Obama snags a beaver tail?

Of all the reportage of President Obama's visit to Ottawa today, this item from the CBC may be the oddest.

But it also speaks to the Canadians' passionate admiration for America's 44th President - the 12th to visit our neighbor to the north.

Tune in tomorrow for more coverage of the President's Ottawa trip - including David Sommerstein's skate along the Rideau Canal to reach the joint press conference with Obama and Canadian Prime Minister Stephen Harper. That's on Morning Edition and the 8 O'clock Hour tomorrow.

Trade expected to top Ottawa agenda

President Obama is now meeting with Canadian leaders behind closed doors. The speculation among media types is that trade will top the agenda.

Obama recently said trade between the U.S. and Canada totals some $1.5 trillion (with a "t") every day.

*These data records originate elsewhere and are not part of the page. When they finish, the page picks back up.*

//! PostgreSQL-backed `UserRepository` implementation.

use async_trait::async_trait;
use diesel::prelude::*;
use diesel_async::RunQueryDsl;
use tracing::debug;

use crate::domain::ports::{UserRepository, UserRepositoryError};
use crate::domain::user::{NewUser, Uid, UserProfile, UserUpdate};

use super::models::{NewUserRow, UserProfileChangeset, UserRow};
use super::pool::{DbPool, PoolError};
use super::schema::users;

/// Diesel-backed implementation of the `UserRepository` port.
#[derive(Clone)]
pub struct DieselUserRepository {
    pool: DbPool,
}

impl DieselUserRepository {
    /// Create a new repository over the given connection pool.
    pub fn new(pool: DbPool) -> Self {
        Self { pool }
    }
}

fn map_pool_error(error: PoolError) -> UserRepositoryError {
    match error {
        PoolError::Checkout { message } | PoolError::Build { message } => {
            UserRepositoryError::connection(message)
        }
    }
}

fn map_diesel_error(error: diesel::result::Error) -> UserRepositoryError {
    use diesel::result::{DatabaseErrorKind, Error as DieselError};

    debug!(%error, "diesel user operation failed");
    match error {
        DieselError::DatabaseError(DatabaseErrorKind::ClosedConnection, _) => {
            UserRepositoryError::connection("database connection error")
        }
        other => UserRepositoryError::query(other.to_string()),
    }
}

fn row_to_profile(row: UserRow) -> UserProfile {
    UserProfile {
        uid: Uid::new(row.uid),
        first_name: row.first_name,
        last_name: row.last_name,
        email: row.email,
        profile_url: row.profile_url,
    }
}

#[async_trait]
impl UserRepository for DieselUserRepository {
    async fn create(&self, user: &NewUser) -> Result<Uid, UserRepositoryError> {
        let mut conn = self.pool.get().await.map_err(map_pool_error)?;
        let row = NewUserRow {
            first_name: &user.first_name,
            last_name: &user.last_name,
            email: &user.email,
            profile_url: &user.profile_url,
            message_token: Some(&user.message_token),
        };

        let uid: i64 = diesel::insert_into(users::table)
            .values(&row)
            .returning(users::uid)
            .get_result(&mut conn)
            .await
            .map_err(map_diesel_error)?;
        Ok(Uid::new(uid))
    }

    async fn find_by_email(
        &self,
        email: &str,
    ) -> Result<Option<UserProfile>, UserRepositoryError> {
        let mut conn = self.pool.get().await.map_err(map_pool_error)?;

        let row: Option<UserRow> = users::table
            .filter(users::email.eq(email))
            .select(UserRow::as_select())
            .first(&mut conn)
            .await
            .optional()
            .map_err(map_diesel_error)?;
        Ok(row.map(row_to_profile))
    }

    async fn set_message_token(
        &self,
        uid: Uid,
        token: &str,
    ) -> Result<u64, UserRepositoryError> {
        let mut conn = self.pool.get().await.map_err(map_pool_error)?;

        let affected = diesel::update(users::table.filter(users::uid.eq(uid.value())))
            .set(users::message_token.eq(token))
            .execute(&mut conn)
            .await
            .map_err(map_diesel_error)?;
        Ok(affected as u64)
    }

    async fn update(&self, uid: Uid, update: &UserUpdate) -> Result<u64, UserRepositoryError> {
        let mut conn = self.pool.get().await.map_err(map_pool_error)?;
        let changes = UserProfileChangeset {
            first_name: &update.first_name,
            last_name: &update.last_name,
            email: &update.email,
            profile_url: &update.profile_url,
        };

        let affected = diesel::update(users::table.filter(users::uid.eq(uid.value())))
            .set(&changes)
            .execute(&mut conn)
            .await
            .map_err(map_diesel_error)?;
        Ok(affected as u64)
    }

    async fn delete(&self, uid: Uid) -> Result<u64, UserRepositoryError> {
        let mut conn = self.pool.get().await.map_err(map_pool_error)?;

        let affected = diesel::delete(users::table.filter(users::uid.eq(uid.value())))
            .execute(&mut conn)
            .await
            .map_err(map_diesel_error)?;
        Ok(affected as u64)
    }
}

#[cfg(test)]
mod tests {
    use super::*;
    use rstest::rstest;

    #[rstest]
    fn pool_failures_map_to_connection_errors() {
        let err = map_pool_error(PoolError::checkout("timed out"));
        assert_eq!(err, UserRepositoryError::connection("timed out"));
    }

    #[rstest]
    fn closed_connections_map_to_connection_errors() {
        let err = map_diesel_error(diesel::result::Error::DatabaseError(
            diesel::result::DatabaseErrorKind::ClosedConnection,
            Box::new("connection closed".to_owned()),
        ));
        assert!(matches!(err, UserRepositoryError::Connection { .. }));
    }

    #[rstest]
    fn other_diesel_failures_map_to_query_errors() {
        let err = map_diesel_error(diesel::result::Error::NotFound);
        assert!(matches!(err, UserRepositoryError::Query { .. }));
    }

    #[rstest]
    fn rows_convert_to_profiles() {
        let profile = row_to_profile(UserRow {
            uid: 38,
            first_name: "John".to_owned(),
            last_name: "Doe".to_owned(),
            email: "john.doe@example.com".to_owned(),
            profile_url: "https://example.com/profile.jpg".to_owned(),
            message_token: Some("someToken".to_owned()),
        });
        assert_eq!(profile.uid, Uid::new(38));
        assert_eq!(profile.email, "john.doe@example.com");
    }
}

Accusations of protectionism are flying on both sides of the border. The U.S. federal stimulus bill, signed this week by Obama, contained language directing government agencies to buy American, if possible.

This rankled Canadians, even as "Buy Canadian" messages began circulating over the past few days among unions north of the border.

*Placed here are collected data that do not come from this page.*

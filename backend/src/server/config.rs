//! HTTP server configuration object and helpers.

use std::net::SocketAddr;

use pantry_backend::outbound::persistence::DbPool;

/// Builder-style configuration for creating the HTTP server.
pub struct ServerConfig {
    pub(crate) bind_addr: SocketAddr,
    pub(crate) db_pool: Option<DbPool>,
}

impl ServerConfig {
    /// Construct a server configuration for the given bind address.
    #[must_use]
    pub fn new(bind_addr: SocketAddr) -> Self {
        Self {
            bind_addr,
            db_pool: None,
        }
    }

    /// Attach a database connection pool for persistence adapters.
    ///
    /// When provided, the server uses database-backed implementations for
    /// every port; without it, fixture ports answer empty results.
    #[must_use]
    pub fn with_db_pool(mut self, pool: DbPool) -> Self {
        self.db_pool = Some(pool);
        self
    }

    /// Return the socket address the server will bind to.
    #[must_use]
    pub fn bind_addr(&self) -> SocketAddr {
        self.bind_addr
    }
}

More on this issue and other aspects of the President's Canadian visit on All Before Five this afternoon at 4:45.

You can also watch a live video stream of outdoor gatherings and events on Ottawa's Parliament Hill at cbc.ca.

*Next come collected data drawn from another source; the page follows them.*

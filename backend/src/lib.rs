//! Pantry backend library modules.
//!
//! The crate follows a hexagonal layout: `domain` holds the services, value
//! objects, and ports; `inbound::http` adapts them to the legacy REST
//! contract; `outbound::persistence` implements the ports against PostgreSQL.

pub mod doc;
pub mod domain;
pub mod inbound;
pub mod middleware;
pub mod outbound;

/// Public OpenAPI surface used by tooling.
pub use doc::ApiDoc;
/// Request tracing middleware, applied to the whole application.
pub use middleware::Trace;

Life inside The Bubble is...boring


I'm in the press center in Parliament's center block. We're all waiting around for President Obama's and PM Harper's press conference in about 45 minutes. I just chatted with NPR's White House reporter, Scott Horsely, a super-nice guy (maybe Martha will drop in a photo).

For a job that's considered the top of the news biz, the White House beat can be pretty darn boring, lots of waiting around for a 10 minute presser. People are thrilled to chat, just to have some way to pass the time.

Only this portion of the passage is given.